* Activity *
Quote exactly the lines from the start of the entries to the one with "let (event_tx, mut", both ends included.

☆ ☆ ☆ ☆ ☆

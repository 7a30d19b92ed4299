use anyhow::{Context, Result};
use std::sync::Arc;
use tokio::io::{AsyncBufReadExt, AsyncWriteExt, BufReader};
use tokio::sync::mpsc;

use term_session::host::TracingHostShell;
use term_session::vcs::{Cleanliness, GitCli};
use term_session::{CommandQueue, Config, Dimensions, Session, SessionEvent, SessionNotification};

#[tokio::main]
async fn main() -> Result<()> {
    // Initialize logging
    tracing_subscriber::fmt()
        .with_env_filter(
            tracing_subscriber::EnvFilter::from_default_env()
                .add_directive(tracing::Level::INFO.into()),
        )
        .with_writer(std::io::stderr)
        .init();

    let config = Config::from_env();
    tracing::info!("Using state file {}", config.state_file.display());

    // Create event channels
    let (event_tx, mut event_rx) = mpsc::unbounded_channel::<SessionEvent>();
    let (note_tx, mut note_rx) = mpsc::unbounded_channel::<SessionNotification>();

    let probe = Arc::new(GitCli::new(config.git_program.clone()));
    let mut session = Session::new(
        config,
        Dimensions::from_terminal(),
        Arc::new(TracingHostShell),
        probe,
        event_tx,
        note_tx,
    );

    // Spawn input reader
    let (line_tx, mut line_rx) = mpsc::unbounded_channel::<String>();
    tokio::spawn(async move {
        let mut lines = BufReader::new(tokio::io::stdin()).lines();
        while let Ok(Some(line)) = lines.next_line().await {
            if line_tx.send(line).is_err() {
                break;
            }
        }
    });

    let mut stdout = tokio::io::stdout();
    let mut queue = CommandQueue::new();

    // Main event loop
    loop {
        tokio::select! {
            Some(event) = event_rx.recv() => session.handle_event(event),
            Some(notification) = note_rx.recv() => match notification {
                SessionNotification::Output { chunk, .. } => {
                    stdout
                        .write_all(chunk.as_bytes())
                        .await
                        .context("Failed to write command output")?;
                    stdout.flush().await.context("Failed to flush stdout")?;
                }
                SessionNotification::InvocationCreated(_) => {
                    queue.invocation_ready();
                    let prompt = format!("{} $ ", session.current_directory().display());
                    stdout
                        .write_all(prompt.as_bytes())
                        .await
                        .context("Failed to write prompt")?;
                    stdout.flush().await.context("Failed to flush stdout")?;
                }
                SessionNotification::VcsData(status) => {
                    if status.is_repository {
                        let dirty = status.cleanliness == Some(Cleanliness::Dirty);
                        tracing::info!(
                            "Repository on {} ({})",
                            status.branch.as_deref().unwrap_or("detached HEAD"),
                            if dirty { "dirty" } else { "clean" }
                        );
                    } else {
                        tracing::info!("Not a repository");
                    }
                }
            },
            line = line_rx.recv(), if !queue.is_input_closed() => match line {
                Some(line) => queue.push(line),
                None => queue.close_input(),
            },
            _ = tokio::signal::ctrl_c() => break,
        }

        // Lines run one at a time, each in the invocation created after the last
        if let Some(line) = queue.next_command() {
            if let Err(e) = session.execute(&line) {
                tracing::warn!("{}", e);
                queue.invocation_ready();
            }
        }
        if queue.is_finished() {
            break;
        }
    }

    Ok(())
}
//! Session core for a terminal: chains command invocations, watches the
//! working directory's git status and persists session properties.

pub mod codec;
pub mod config;
pub mod error;
pub mod events;
pub mod history;
pub mod host;
pub mod input;
pub mod invocation;
pub mod process;
pub mod session;
pub mod state;
pub mod vcs;

pub use config::Config;
pub use events::{SessionEvent, SessionNotification};
pub use input::CommandQueue;
pub use process::Dimensions;
pub use session::Session;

☆ ☆ ☆ ☆ ☆

* Expected output *
repository 7a30d19b92ed4299
use anyhow::{Context, Result};
use std::sync::Arc;
use tokio::io::{AsyncBufReadExt, AsyncWriteExt, BufReader};
use tokio::sync::mpsc;

use term_session::host::TracingHostShell;
use term_session::vcs::{Cleanliness, GitCli};
use term_session::{CommandQueue, Config, Dimensions, Session, SessionEvent, SessionNotification};

#[tokio::main]
async fn main() -> Result<()> {
    // Initialize logging
    tracing_subscriber::fmt()
        .with_env_filter(
            tracing_subscriber::EnvFilter::from_default_env()
                .add_directive(tracing::Level::INFO.into()),
        )
        .with_writer(std::io::stderr)
        .init();

    let config = Config::from_env();
    tracing::info!("Using state file {}", config.state_file.display());

    // Create event channels
    let (event_tx, mut event_rx) = mpsc::unbounded_channel::<SessionEvent>();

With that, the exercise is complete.